Department of Education and Science, Architects and Building Branch, 1964-1982

Department of Education and Science, Architects and Building Branch, 1986-1992

Ministry of Education, Architects and Building Branch, 1956-1964

Ministry of Education, Architects Branch, 1949-1956

Physical description: 6 series
Administrative / biographical background:

The Architects Branch (later Architects and Building Branch) was created in 1949, taking over responsibility for all maintained educational building in England and Wales from those divisions previously concerned with the administration of building work (i.e. those dealing with further education and the youth service, teachers' training and schools). It was set up in order to enable architects, quantity surveyors, engineers, the inspectorate and the administrative staff to work together and develop an understanding of the different aspects of their common problem. The responsibilities of the branch were to consider and control educational building projects and to study and carry out new developments in design, these responsibilities being carried out by territorial teams and development group teams respectively.

Uniform building regulations for educational establishments had been laid down in the 1944 Education Act. Before the Second World War, local education authority (LEA) building schemes had been considered on their individual merits. The building regulations were thus the first step towards standardisation and co-ordination in this field. In December 1947 the scheme for annual building programmes was first announced. LEAs were to submit proposals for a building programme for 1949, thus enabling the ministry to establish priorities in building work. To aid in the formulation of these schemes and to establish liaison with other government departments involved with construction programmes at the regional level, eleven regional priority officers (including one for Wales) were appointed in 1947. They were concerned with the allocation of labour and materials during the period of acute post-war shortage. As conditions improved their work became unnecessary and the posts were abolished in the winter of 1954-1955. To advise the ministry and LEAs on the technical aspects of construction, and more especially on the application of recent scientific discoveries, a Development Group was set up within the Architects Branch in 1948.

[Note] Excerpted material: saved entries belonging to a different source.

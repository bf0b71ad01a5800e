//! Actions returned by screen event handlers.

use crate::model::{AuthMode, Tab};

/// An action that a screen handler returns to the [`App`](super::App).
///
/// The `App` interprets these to update the session state and navigate
/// between tabs; screens never mutate the session directly.
#[derive(Debug, Clone, Copy, PartialEq, Eq)]
pub enum Action {
    /// No state change needed.
    None,
    /// A validated auth submission succeeded; sign in and show the dashboard.
    Login,
    /// Quick demo access: sign in without validation or tab change.
    QuickDemo,
    /// Switch the auth form between sign in and sign up.
    SetAuthMode(AuthMode),
    /// Make the given tab active.
    SwitchTab(Tab),
    /// Ask the user to confirm logout before mutating anything.
    RequestLogout,
    /// Quit the application.
    Quit,
}
//! NaN-aware 1D discrete convolution with periodic boundary handling.
//!
//! A signal is treated as one period of a cyclic function: window
//! indices past either end wrap around modulo the signal length.
//! Missing observations are marked with NaN and are filled in by a
//! local weighted interpolation pass before the convolution proper
//! runs, so isolated gaps do not punch holes in the smoothed output.
//!
//! The crate follows a trait-first kernel layout: validated kernel
//! structs constructed through [`kernel::KernelLifecycle`], executed
//! against anything that can bind as a contiguous 1D buffer via
//! [`kernel::Read1D`] / [`kernel::Write1D`], with free-function
//! wrappers for the common allocate-and-return path.
//!
//! ```
//! use wrapconv::signal::convolve::wrap_convolve;
//!
//! let signal = [1.0f64, 2.0, f64::NAN, 4.0, 5.0];
//! let boxcar = [1.0f64, 1.0, 1.0];
//! let y = wrap_convolve(&signal, &boxcar).unwrap();
//! assert_eq!(y.len(), signal.len());
//! assert!(y.iter().all(|v| !v.is_nan()));
//! ```

#![cfg_attr(not(feature = "std"), no_std)]
#![warn(missing_docs)]

#[cfg(feature = "alloc")]
extern crate alloc;

pub mod kernel;
pub mod signal;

The foundation of the Architects and Building Branch thus marked the consolidation and rationalisation of existing administrative practices. Both the Development Group and the regional priority officers were transferred to it, and it administered the annual building programme and supervised the building regulations. In 1950 a schedule of universal cost limits, based on cost per child was introduced, establishing the final aspect of central control of local building projects. As long as a project had been included in the annual building programme, conformed to minimum safety standards laid down in the building regulations and was within the prescribed cost limits, approval for it was guaranteed.

In 1964 the Department of Education and Science established a Technical Co-ordination Working Party (TCWP), reporting to a Committee of Chairmen of Boards of Chief Architects (CAOC) of the educational building consortia of local authorities. These had been set up to promote industrialised techniques for building schools economically and on a large scale. The consortia involved were the South Eastern Architects Consortium (SEAC), the Consortium of Local Authorities Special Programme (CLASP), the Second Consortium of Local Authorities (SCOLA), the Consortium for Method Building (CMB), the Consortium of Local Authorities in Wales (CLAW), the Organisation of North Western Authorities for Rationalised Design (ONWARD), the Anglian Standing Conference (ASC) and the Metropolitan Architectural Consortium for Education (MACE). Meetings of CAOC acted as a forum for the exchange of information and for the discussion of technical policy in education building.